§ WHAT IS EXPECTED:
Your task is to repeat exactly the lines below between the line holding "pub mod classify;" and the line holding "pub const DEFAULT_BACKOFF_INITIAL: Duration", inclusive, and only those.
[[ RECORDS SHOWN open ]]
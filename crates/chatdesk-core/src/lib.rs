pub mod classify;
pub mod ingest;
pub mod model;
pub mod wire;

pub use classify::{classify, partition, Category, CategoryCounts, CategoryViews};
pub use ingest::{ConversationTarget, InboundEvent, IngestError, SendFailure};
pub use model::{
    ConversationGroup, ConversationKey, Direction, DispositionRef, Message, MessageId, MessageKind,
};
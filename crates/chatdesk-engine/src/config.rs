use chatdesk_core::classify::default_standby_window;
use std::time::Duration;

pub const DEFAULT_POLL_INTERVAL: Duration = Duration::from_secs(5);
pub const MIN_POLL_INTERVAL: Duration = Duration::from_millis(250);
pub const DEFAULT_HEARTBEAT_TIMEOUT: Duration = Duration::from_secs(30);
pub const DEFAULT_CONNECT_TIMEOUT: Duration = Duration::from_secs(10);
pub const DEFAULT_BACKOFF_INITIAL: Duration = Duration::from_secs(1);
pub const DEFAULT_BACKOFF_MAX: Duration = Duration::from_secs(30);
pub const DEFAULT_NOTICE_CAPACITY: usize = 256;

#[derive(Clone, Debug)]
pub struct EngineConfig {
    pub session_id: String,
    pub client_id: String,
    pub poll_interval: Duration,
    pub standby_window: chrono::Duration,
    pub heartbeat_timeout: Duration,
    pub connect_timeout: Duration,
    pub backoff_initial: Duration,
    pub backoff_max: Duration,
    pub notice_capacity: usize,
    /// Fetch one full snapshot each time push becomes active. Push only
    /// carries events raised after the handshake.
    pub bootstrap_snapshot: bool,
}

impl Default for EngineConfig {
    fn default() -> Self {
        Self {
            session_id: "default".to_string(),
            client_id: format!("chatdesk-{}", std::process::id()),
            poll_interval: DEFAULT_POLL_INTERVAL,
            standby_window: default_standby_window(),
            heartbeat_timeout: DEFAULT_HEARTBEAT_TIMEOUT,
            connect_timeout: DEFAULT_CONNECT_TIMEOUT,
            backoff_initial: DEFAULT_BACKOFF_INITIAL,
            backoff_max: DEFAULT_BACKOFF_MAX,
            notice_capacity: DEFAULT_NOTICE_CAPACITY,
            bootstrap_snapshot: true,
        }
    }
}

impl EngineConfig {
    /// Poll interval clamped so a zero value cannot spin.
    pub fn effective_poll_interval(&self) -> Duration {
        self.poll_interval.max(MIN_POLL_INTERVAL)
    }

    pub fn next_backoff(&self, current: Duration) -> Duration {
        current.saturating_mul(2).min(self.backoff_max)
    }
}

#[cfg(test)]
mod tests {
    use super::*;

    #[test]
    fn backoff_doubles_until_cap() {
        let config = EngineConfig::default();
        let mut backoff = config.backoff_initial;
        let mut seen = Vec::new();
        for _ in 0..7 {
            seen.push(backoff.as_secs());
            backoff = config.next_backoff(backoff);
        }
        assert_eq!(seen, vec![1, 2, 4, 8, 16, 30, 30]);
    }

    #[test]
    fn zero_poll_interval_is_clamped() {
        let config = EngineConfig {
            poll_interval: Duration::ZERO,
            ..EngineConfig::default()
        };
        assert_eq!(config.effective_poll_interval(), MIN_POLL_INTERVAL);
    }
}
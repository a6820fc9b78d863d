pub use sea_orm_migration::prelude::*;

mod m20260301_000000_billing_events;

pub struct Migrator;

#[async_trait::async_trait]
impl MigratorTrait for Migrator {
    fn migrations() -> Vec<Box<dyn MigrationTrait>> {
        vec![Box::new(m20260301_000000_billing_events::Migration)]
    }
}

/// SQL for the full schema, as SQLite sees it.
///
/// Used to preview what `Migrator::up` will create without touching a
/// database.
pub fn schema_sql() -> Vec<String> {
    vec![
        m20260301_000000_billing_events::billing_events_table().to_string(SqliteQueryBuilder),
        m20260301_000000_billing_events::billing_events_lookup_index()
            .to_string(SqliteQueryBuilder),
    ]
}
//! Compact view of an evaluated commitment.

use crate::{CommitmentId, EvaluatedCommitment, Money};

/// An [`EvaluatedCommitment`] without per-check-in detail.
#[derive(Clone, Debug, PartialEq, Eq)]
pub struct CommitmentSummary {
    pub id: CommitmentId,
    pub name: String,
    pub service: String,
    pub met: bool,
    pub checkin_count: usize,
    pub total_committed: Money,
    pub total_actual: Money,
    pub total_shortfall: Money,
}

/// Projects `evaluated` into a summary. Totals are copied, never recomputed.
pub fn summarize(evaluated: &EvaluatedCommitment) -> CommitmentSummary {
    CommitmentSummary {
        id: evaluated.id,
        name: evaluated.name.clone(),
        service: evaluated.service.clone(),
        met: evaluated.met,
        checkin_count: evaluated.checkins.len(),
        total_committed: evaluated.total_committed,
        total_actual: evaluated.total_actual,
        total_shortfall: evaluated.total_shortfall,
    }
}

impl From<&EvaluatedCommitment> for CommitmentSummary {
    fn from(value: &EvaluatedCommitment) -> Self {
        summarize(value)
    }
}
[[ RECORDS SHOWN closed ]]
§ TASK ANSWER:
pub mod classify;
pub mod ingest;
pub mod model;
pub mod wire;

pub use classify::{classify, partition, Category, CategoryCounts, CategoryViews};
pub use ingest::{ConversationTarget, InboundEvent, IngestError, SendFailure};
pub use model::{
    ConversationGroup, ConversationKey, Direction, DispositionRef, Message, MessageId, MessageKind,
};
filename crates/chatdesk-engine/src/config.rs
use chatdesk_core::classify::default_standby_window;
use std::time::Duration;

pub const DEFAULT_POLL_INTERVAL: Duration = Duration::from_secs(5);
pub const MIN_POLL_INTERVAL: Duration = Duration::from_millis(250);
pub const DEFAULT_HEARTBEAT_TIMEOUT: Duration = Duration::from_secs(30);
pub const DEFAULT_CONNECT_TIMEOUT: Duration = Duration::from_secs(10);
pub const DEFAULT_BACKOFF_INITIAL: Duration = Duration::from_secs(1);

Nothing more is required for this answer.